The measurements were conducted in two different modes, one involving increasing temperature at constant pressure and the other involving increasing pressure at constant temperature. Constant-pressure HP-TBA temperature scans were conducted with both the Low and High MW PMMA samples in carbon dioxide at 30, 50, 75, 100, and 200 bar. Two additional scans at higher pressures of 150 and 220 bar were conducted with the High MW PMMA sample. Constant-temperature pressure scans were conducted with both the Low and High MW PMMA sample starting from 20 bar until a transition was observed in the damping peak in real-time.
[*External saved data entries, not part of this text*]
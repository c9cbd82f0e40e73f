//! Durable offline queue for side effects that could not reach the indexer.
//!
//! Two JSON arrays in the `kv_store` table: pending operations and pending
//! chat-log entries. `sync()` replays both and clears them only when the whole
//! pass succeeded; a mixed pass leaves everything queued, including entries
//! that did go through. Dedupe keys let the remote side ignore those replays.

use chrono::{DateTime, Utc};
use note_indexer_types::IndexerRequest;
use parking_lot::Mutex;
use serde::{de::DeserializeOwned, Deserialize, Serialize};
use serde_json::Value;
use sha2::{Digest, Sha256};
use std::collections::HashSet;
use std::sync::Arc;
use std::time::Duration;
use tokio::task::JoinHandle;
use tokio::time::MissedTickBehavior;

use crate::db::Database;
use crate::error::PlanResult;
use crate::indexing::NoteIndexer;

pub const QUEUE_KEY: &str = "offline_queue";
pub const CHAT_LOG_KEY: &str = "offline_chat_log";
pub const GENERIC_KIND: &str = "generic";

/// A queued side-effect operation
#[derive(Debug, Clone, PartialEq, Serialize, Deserialize)]
pub struct OfflineQueueItem {
    pub id: String,
    /// Indexer action name, e.g. `embed_note` or `generic`
    pub kind: String,
    pub payload: Value,
    pub timestamp: DateTime<Utc>,
    /// sha-256 of kind + payload
    pub dedupe_key: String,
}

impl OfflineQueueItem {
    /// Rebuild the request to replay. A `generic` item whose payload is not
    /// already a request is forwarded as an opaque payload.
    fn to_request(&self) -> PlanResult<IndexerRequest> {
        match serde_json::from_value::<IndexerRequest>(self.payload.clone()) {
            Ok(request) => Ok(request),
            Err(_) if self.kind == GENERIC_KIND => Ok(IndexerRequest::Generic {
                payload: self.payload.clone(),
            }),
            Err(e) => Err(e.into()),
        }
    }
}

/// A conversation message waiting to be logged remotely
#[derive(Debug, Clone, PartialEq, Serialize, Deserialize)]
pub struct ChatLogEntry {
    pub id: String,
    pub role: String,
    pub content: String,
    pub timestamp: DateTime<Utc>,
}

impl ChatLogEntry {
    pub fn new(role: &str, content: &str) -> Self {
        Self {
            id: uuid::Uuid::new_v4().to_string(),
            role: role.to_string(),
            content: content.to_string(),
            timestamp: Utc::now(),
        }
    }

    pub(crate) fn to_request(&self) -> IndexerRequest {
        IndexerRequest::LogChat {
            id: self.id.clone(),
            role: self.role.clone(),
            content: self.content.clone(),
            timestamp: self.timestamp.to_rfc3339(),
        }
    }
}

#[derive(Debug, Clone, Copy, Default, PartialEq, Eq, Serialize)]
pub struct SyncReport {
    pub synced: usize,
    pub failed: usize,
    pub success: bool,
}

pub struct OfflineQueue {
    db: Arc<Database>,
    /// Guards read-modify-write of the stored arrays
    write_lock: Mutex<()>,
    /// One sync pass at a time
    sync_lock: tokio::sync::Mutex<()>,
}

impl OfflineQueue {
    pub fn new(db: Arc<Database>) -> Self {
        Self {
            db,
            write_lock: Mutex::new(()),
            sync_lock: tokio::sync::Mutex::new(()),
        }
    }

    /// Append an operation. Returns `None` when an identical operation is already pending.
    pub fn enqueue(&self, kind: &str, payload: Value) -> PlanResult<Option<String>> {
        let dedupe_key = dedupe_key(kind, &payload);
        let _guard = self.write_lock.lock();

        let mut items: Vec<OfflineQueueItem> = self.load(QUEUE_KEY)?;
        if items.iter().any(|i| i.dedupe_key == dedupe_key) {
            log::debug!("[OFFLINE] Skipping duplicate {} operation", kind);
            return Ok(None);
        }

        let id = uuid::Uuid::new_v4().to_string();
        items.push(OfflineQueueItem {
            id: id.clone(),
            kind: kind.to_string(),
            payload,
            timestamp: Utc::now(),
            dedupe_key,
        });
        self.store(QUEUE_KEY, &items)?;

        log::info!("[OFFLINE] Queued {} ({} pending)", kind, items.len());
        Ok(Some(id))
    }

    pub fn enqueue_request(&self, request: &IndexerRequest) -> PlanResult<Option<String>> {
        self.enqueue(request.action_name(), serde_json::to_value(request)?)
    }

    pub fn enqueue_chat(&self, entry: ChatLogEntry) -> PlanResult<()> {
        let _guard = self.write_lock.lock();
        let mut entries: Vec<ChatLogEntry> = self.load(CHAT_LOG_KEY)?;
        entries.push(entry);
        self.store(CHAT_LOG_KEY, &entries)
    }

    pub fn pending(&self) -> PlanResult<Vec<OfflineQueueItem>> {
        self.load(QUEUE_KEY)
    }

    pub fn pending_chat(&self) -> PlanResult<Vec<ChatLogEntry>> {
        self.load(CHAT_LOG_KEY)
    }

    pub fn pending_count(&self) -> PlanResult<usize> {
        Ok(self.pending()?.len())
    }

    pub fn pending_chat_count(&self) -> PlanResult<usize> {
        Ok(self.pending_chat()?.len())
    }

    /// Replay every pending operation and chat entry once.
    pub async fn sync(&self, indexer: &dyn NoteIndexer) -> PlanResult<SyncReport> {
        let _pass = self.sync_lock.lock().await;

        let items = self.pending()?;
        let entries = self.pending_chat()?;
        let mut report = SyncReport::default();

        for item in &items {
            let result = match item.to_request() {
                Ok(request) => indexer.send(&request, Some(&item.dedupe_key)).await,
                Err(e) => Err(e),
            };
            match result {
                Ok(()) => report.synced += 1,
                Err(e) => {
                    log::warn!("[OFFLINE] Replay of {} {} failed: {}", item.kind, item.id, e);
                    report.failed += 1;
                }
            }
        }

        for entry in &entries {
            match indexer.send(&entry.to_request(), Some(&entry.id)).await {
                Ok(()) => report.synced += 1,
                Err(e) => {
                    log::warn!("[OFFLINE] Replay of chat entry {} failed: {}", entry.id, e);
                    report.failed += 1;
                }
            }
        }

        report.success = report.failed == 0;
        if report.success {
            // Only drop what this pass replayed; entries queued meanwhile stay
            let item_ids: HashSet<&str> = items.iter().map(|i| i.id.as_str()).collect();
            let entry_ids: HashSet<&str> = entries.iter().map(|e| e.id.as_str()).collect();

            let _guard = self.write_lock.lock();
            let remaining: Vec<OfflineQueueItem> = self
                .load::<OfflineQueueItem>(QUEUE_KEY)?
                .into_iter()
                .filter(|i| !item_ids.contains(i.id.as_str()))
                .collect();
            let remaining_chat: Vec<ChatLogEntry> = self
                .load::<ChatLogEntry>(CHAT_LOG_KEY)?
                .into_iter()
                .filter(|e| !entry_ids.contains(e.id.as_str()))
                .collect();
            self.store(QUEUE_KEY, &remaining)?;
            self.store(CHAT_LOG_KEY, &remaining_chat)?;
        }

        if report.synced + report.failed > 0 {
            log::info!(
                "[OFFLINE] Sync pass: {} synced, {} failed{}",
                report.synced,
                report.failed,
                if report.success { "" } else { " (queue kept)" }
            );
        }
        Ok(report)
    }

    /// Replay the queue every `every`, starting now, until the runtime shuts down
    pub fn spawn_periodic_sync(
        self: Arc<Self>,
        indexer: Arc<dyn NoteIndexer>,
        every: Duration,
    ) -> JoinHandle<()> {
        tokio::spawn(async move {
            let mut ticker = tokio::time::interval(every);
            ticker.set_missed_tick_behavior(MissedTickBehavior::Delay);
            loop {
                ticker.tick().await;
                if let Err(e) = self.sync(indexer.as_ref()).await {
                    log::warn!("[OFFLINE] Sync pass skipped: {}", e);
                }
            }
        })
    }

    fn load<T: DeserializeOwned>(&self, key: &str) -> PlanResult<Vec<T>> {
        match self.db.kv_get(key)? {
            Some(raw) => Ok(serde_json::from_str(&raw)?),
            None => Ok(Vec::new()),
        }
    }

    fn store<T: Serialize>(&self, key: &str, values: &[T]) -> PlanResult<()> {
        if values.is_empty() {
            self.db.kv_delete(key)?;
        } else {
            self.db.kv_set(key, &serde_json::to_string(values)?)?;
        }
        Ok(())
    }
}

fn dedupe_key(kind: &str, payload: &Value) -> String {
    let mut hasher = Sha256::new();
    hasher.update(kind.as_bytes());
    hasher.update(b":");
    hasher.update(payload.to_string().as_bytes());
    hex::encode(hasher.finalize())
}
The Low MW PMMA system displays classic retrograde behavior which was assessed by HP-TBA scans by holding temperature constant and increasing pressure and by holding pressure constant and increasing temperature. High MW PMMA does not display classic retrograde behavior; instead, the system displays a plateau-like region at higher pressures. This investigation into the glass transition behavior of PMMA has shown that the measurement of the depression in the thermal behavior of a polymer material in the presence of dense and/or compressed fluids is nontrivial.